**Required action**
For the word "ProfileError", state how many lines of the records include it, with no other text.

**Task input**
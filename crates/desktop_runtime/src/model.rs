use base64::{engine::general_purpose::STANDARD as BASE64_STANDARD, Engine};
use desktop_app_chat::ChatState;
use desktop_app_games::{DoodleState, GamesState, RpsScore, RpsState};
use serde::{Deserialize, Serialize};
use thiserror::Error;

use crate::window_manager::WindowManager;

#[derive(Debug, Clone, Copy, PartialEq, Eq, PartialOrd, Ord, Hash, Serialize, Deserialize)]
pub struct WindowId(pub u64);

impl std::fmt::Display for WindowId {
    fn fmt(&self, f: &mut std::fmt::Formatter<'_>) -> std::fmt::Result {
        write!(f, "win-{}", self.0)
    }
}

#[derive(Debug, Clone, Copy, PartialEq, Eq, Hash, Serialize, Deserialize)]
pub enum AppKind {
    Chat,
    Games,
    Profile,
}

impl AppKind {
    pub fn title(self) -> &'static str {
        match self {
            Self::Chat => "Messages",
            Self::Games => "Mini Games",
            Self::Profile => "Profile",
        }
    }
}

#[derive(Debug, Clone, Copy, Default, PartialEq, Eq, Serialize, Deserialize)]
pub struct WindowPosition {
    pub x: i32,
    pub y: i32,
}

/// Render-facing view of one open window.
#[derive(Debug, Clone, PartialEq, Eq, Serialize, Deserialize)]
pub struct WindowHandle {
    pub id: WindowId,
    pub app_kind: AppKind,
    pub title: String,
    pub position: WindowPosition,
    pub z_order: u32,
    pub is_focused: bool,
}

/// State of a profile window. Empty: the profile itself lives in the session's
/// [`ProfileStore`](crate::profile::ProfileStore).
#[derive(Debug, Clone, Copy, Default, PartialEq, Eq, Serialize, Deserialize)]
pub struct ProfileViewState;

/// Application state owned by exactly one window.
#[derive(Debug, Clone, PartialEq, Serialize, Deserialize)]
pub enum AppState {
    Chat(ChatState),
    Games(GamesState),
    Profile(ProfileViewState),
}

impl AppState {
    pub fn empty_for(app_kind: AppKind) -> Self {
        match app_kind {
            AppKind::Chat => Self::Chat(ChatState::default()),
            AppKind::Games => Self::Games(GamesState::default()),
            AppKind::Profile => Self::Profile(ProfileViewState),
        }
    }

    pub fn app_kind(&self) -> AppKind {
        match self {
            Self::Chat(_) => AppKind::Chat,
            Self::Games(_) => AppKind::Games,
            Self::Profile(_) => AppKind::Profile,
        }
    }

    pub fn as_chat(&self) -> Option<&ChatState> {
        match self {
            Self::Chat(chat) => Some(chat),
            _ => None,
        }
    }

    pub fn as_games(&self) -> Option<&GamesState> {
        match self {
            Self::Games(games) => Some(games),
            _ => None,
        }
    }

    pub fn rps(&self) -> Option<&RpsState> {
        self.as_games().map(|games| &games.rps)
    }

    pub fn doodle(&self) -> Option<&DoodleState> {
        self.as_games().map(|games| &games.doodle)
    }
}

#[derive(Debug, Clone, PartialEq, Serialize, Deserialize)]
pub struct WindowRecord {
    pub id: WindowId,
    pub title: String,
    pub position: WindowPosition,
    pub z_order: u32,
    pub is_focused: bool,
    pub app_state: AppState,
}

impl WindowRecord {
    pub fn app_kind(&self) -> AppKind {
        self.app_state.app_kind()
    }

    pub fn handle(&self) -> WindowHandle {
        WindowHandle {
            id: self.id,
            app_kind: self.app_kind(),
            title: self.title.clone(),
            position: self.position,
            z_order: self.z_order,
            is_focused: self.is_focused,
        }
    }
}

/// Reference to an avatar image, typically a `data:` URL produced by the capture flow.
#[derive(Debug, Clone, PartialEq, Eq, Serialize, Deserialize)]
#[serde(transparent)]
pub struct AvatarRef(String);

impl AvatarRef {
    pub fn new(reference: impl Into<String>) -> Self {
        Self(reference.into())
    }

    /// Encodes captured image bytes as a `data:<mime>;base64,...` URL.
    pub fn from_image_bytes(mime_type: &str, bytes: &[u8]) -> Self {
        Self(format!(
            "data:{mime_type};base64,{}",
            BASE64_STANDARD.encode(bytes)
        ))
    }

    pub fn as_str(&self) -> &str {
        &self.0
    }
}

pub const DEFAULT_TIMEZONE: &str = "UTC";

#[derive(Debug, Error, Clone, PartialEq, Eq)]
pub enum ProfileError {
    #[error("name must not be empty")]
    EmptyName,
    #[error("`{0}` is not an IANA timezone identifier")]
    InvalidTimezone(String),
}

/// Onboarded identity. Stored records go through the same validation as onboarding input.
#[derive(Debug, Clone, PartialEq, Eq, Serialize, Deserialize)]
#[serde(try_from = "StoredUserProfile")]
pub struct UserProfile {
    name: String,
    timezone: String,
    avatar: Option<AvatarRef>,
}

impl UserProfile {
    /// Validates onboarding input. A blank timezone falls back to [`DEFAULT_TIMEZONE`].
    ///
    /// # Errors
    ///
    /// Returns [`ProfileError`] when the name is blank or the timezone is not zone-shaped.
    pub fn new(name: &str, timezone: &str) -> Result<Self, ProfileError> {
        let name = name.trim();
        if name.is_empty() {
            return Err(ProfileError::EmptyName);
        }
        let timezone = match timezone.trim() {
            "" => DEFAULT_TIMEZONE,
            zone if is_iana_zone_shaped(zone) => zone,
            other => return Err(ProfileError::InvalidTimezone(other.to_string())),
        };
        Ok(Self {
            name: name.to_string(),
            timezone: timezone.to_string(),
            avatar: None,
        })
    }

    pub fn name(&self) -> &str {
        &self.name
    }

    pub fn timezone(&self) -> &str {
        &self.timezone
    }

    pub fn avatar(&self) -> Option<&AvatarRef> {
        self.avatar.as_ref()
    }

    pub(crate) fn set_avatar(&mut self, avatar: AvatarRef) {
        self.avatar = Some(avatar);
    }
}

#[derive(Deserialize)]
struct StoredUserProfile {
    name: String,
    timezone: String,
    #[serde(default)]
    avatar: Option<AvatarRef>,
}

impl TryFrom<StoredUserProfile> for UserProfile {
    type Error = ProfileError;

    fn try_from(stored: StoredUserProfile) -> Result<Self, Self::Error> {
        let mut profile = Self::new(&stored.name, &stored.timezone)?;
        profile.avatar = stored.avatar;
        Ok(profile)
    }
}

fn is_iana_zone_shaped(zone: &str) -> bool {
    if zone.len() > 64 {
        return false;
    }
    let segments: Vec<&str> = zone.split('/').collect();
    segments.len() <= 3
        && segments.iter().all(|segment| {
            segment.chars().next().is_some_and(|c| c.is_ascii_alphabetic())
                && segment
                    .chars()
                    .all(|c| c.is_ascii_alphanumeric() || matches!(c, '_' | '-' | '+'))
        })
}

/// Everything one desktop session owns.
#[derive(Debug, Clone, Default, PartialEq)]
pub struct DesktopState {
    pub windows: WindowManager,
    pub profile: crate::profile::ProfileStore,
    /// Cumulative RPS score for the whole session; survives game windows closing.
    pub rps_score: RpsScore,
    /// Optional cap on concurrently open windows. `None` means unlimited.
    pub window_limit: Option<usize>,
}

**Solution to this task**
6